Happy New Year friends! I suppose ‘happy’ is subjective, as well as all inclusive for the many things we wish one another as we closed chapter 2022, and began a new chapter, 2023. Even as I proclaimed ‘happy new year’ to my family last night, I knew we meant so much more. It includes the momentary “let’s celebrate the auld lang sine in a festive spirit”, but from me to them, and to you, it means more fully, “bless your hearts for surviving and thriving the past year, and may you reach bravely and blessed into the abyss of yet unknown”.

Most people who enjoy writing, feel they must say something about anything new I guess. So, with a fresh cup of gingerbread coffee in hand, may I add my two cents worth of ‘happy new year’. With that, I wish I could take all your anxiety, fear and hardships, tie them in a Hefty bag and send them out with our Friday waste pick up. But then, that is God’s job, and He, with all wisdom and clarity of the big picture, is the best at it.

I have been guilty in years past, of saying I was so glad a particular year was over and welcomed a year with a new number. As if any time frame could recognize our expectation for a number on our calendar to alter a thing. No, one day just follows another, and it is up to us to be grateful for every single one of them and to give each day our best shot. I’m not real good at it, but a runner doesn’t have to win to know what she needs to do better to win, right?

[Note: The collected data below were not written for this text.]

//! Unified error types for the Burrow workspace.
//!
//! The variants follow the lifecycle they occur in: registry lookups,
//! pre-spawn preparation, post-spawn side effects, and failures inside
//! the container init process.

use std::path::PathBuf;

use thiserror::Error;

/// Top-level error type shared across the workspace.
#[derive(Debug, Error)]
pub enum BurrowError {
    /// An I/O operation failed.
    #[error("I/O error at {path}: {source}")]
    Io {
        /// Path where the I/O error occurred.
        path: PathBuf,
        /// Underlying I/O error.
        source: std::io::Error,
    },

    /// A configuration value is invalid.
    #[error("invalid configuration: {message}")]
    Config {
        /// Description of the invalid configuration.
        message: String,
    },

    /// A required resource was not found.
    #[error("{kind} not found: {id}")]
    NotFound {
        /// Type of the missing resource.
        kind: &'static str,
        /// Identifier of the missing resource.
        id: String,
    },

    /// A container with the requested name is already registered.
    #[error("a container named {name} already exists")]
    DuplicateName {
        /// The colliding name.
        name: String,
    },

    /// The image provider could not produce a root filesystem.
    #[error("failed to prepare rootfs for image {image}: {message}")]
    RootfsPreparation {
        /// Image reference that was requested.
        image: String,
        /// Description of the failure.
        message: String,
    },

    /// The isolated container process could not be spawned.
    #[error("failed to start container process: {message}")]
    ProcessStart {
        /// Description of the failure.
        message: String,
    },

    /// A tracked process id no longer resolves to a live process.
    #[error("process {pid} could not be signaled: {message}")]
    ProcessLookup {
        /// The tracked process id.
        pid: u32,
        /// Description of the failure.
        message: String,
    },

    /// Control-group limits could not be applied.
    #[error("failed to apply resource limits: {message}")]
    ResourceLimit {
        /// Description of the failure.
        message: String,
    },

    /// A memory size string could not be parsed.
    #[error("invalid memory limit: {value:?}")]
    InvalidMemorySpec {
        /// The rejected input.
        value: String,
    },

    /// Network provisioning failed.
    #[error("network setup failed: {message}")]
    NetworkSetup {
        /// Description of the failure.
        message: String,
    },

    /// A namespace-scoped setting such as the hostname could not be applied.
    #[error("namespace setup failed: {message}")]
    Namespace {
        /// Description of the failure.
        message: String,
    },

    /// The init handoff environment lacks a required variable.
    #[error("missing container configuration: {variable}")]
    MissingConfiguration {
        /// Name of the missing environment variable.
        variable: &'static str,
    },

    /// A mount or device-node operation inside the container failed.
    #[error("mount of {target} failed: {message}")]
    Mount {
        /// Mount target path.
        target: PathBuf,
        /// Description of the failure.
        message: String,
    },

    /// Changing the filesystem root failed.
    #[error("chroot into {path} failed: {message}")]
    Chroot {
        /// Intended new root.
        path: PathBuf,
        /// Description of the failure.
        message: String,
    },

    /// The container command could not be resolved or executed.
    #[error("cannot execute {program}: {message}")]
    Exec {
        /// Program name from the argument vector.
        program: String,
        /// Description of the failure.
        message: String,
    },

    /// A hash validation failed.
    #[error("hash mismatch for {resource}: expected {expected}, got {actual}")]
    HashMismatch {
        /// Resource that failed validation.
        resource: String,
        /// Expected hash value.
        expected: String,
        /// Actual computed hash value.
        actual: String,
    },

    /// Serialization or deserialization failed.
    #[error("serialization error: {source}")]
    Serialization {
        /// Underlying serialization error.
        #[from]
        source: serde_json::Error,
    },
}

impl BurrowError {
    /// Builds an [`BurrowError::Io`] from a path and an I/O error.
    pub fn io(path: impl Into<PathBuf>, source: std::io::Error) -> Self {
        Self::Io {
            path: path.into(),
            source,
        }
    }
}

/// Convenience alias used throughout the workspace.
pub type Result<T> = std::result::Result<T, BurrowError>;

As I clear away the Christmas clutter (that which I thought was so warm, cheery and bright when I put it there!), I feel my head clearing as well. Finding the floor again and parting with things I couldn’t before, is liberating. Closing and sealing each box or tote, giving it a place on some shelf, and wiping the dust away makes me breathe a sigh of relief. Is that how we feel about the worn out year? What started 12 months ago as a bright and shiny new opportunity, has lost its luster, and feels ragged and rough, ready for the dumpster. Maybe my lesson to self is not to set those expectations too high; nor to feel disappointed because some issue didn’t magically change by the stroke of midnight December 31. A new year doesn’t promise perfection. Storms will rage; illnesses persist; interest rates rise and children still fall. But praise the Lord, these are temporary, and Jesus is still Lord of all. I am so thankful I can pray to a God Who listens and will never grow tired and weary of our petitions. I praise God for wanting to be our rock, our healer, our guide back home when we stray. Time fails us because we put our trust in it, instead of the one who controls it.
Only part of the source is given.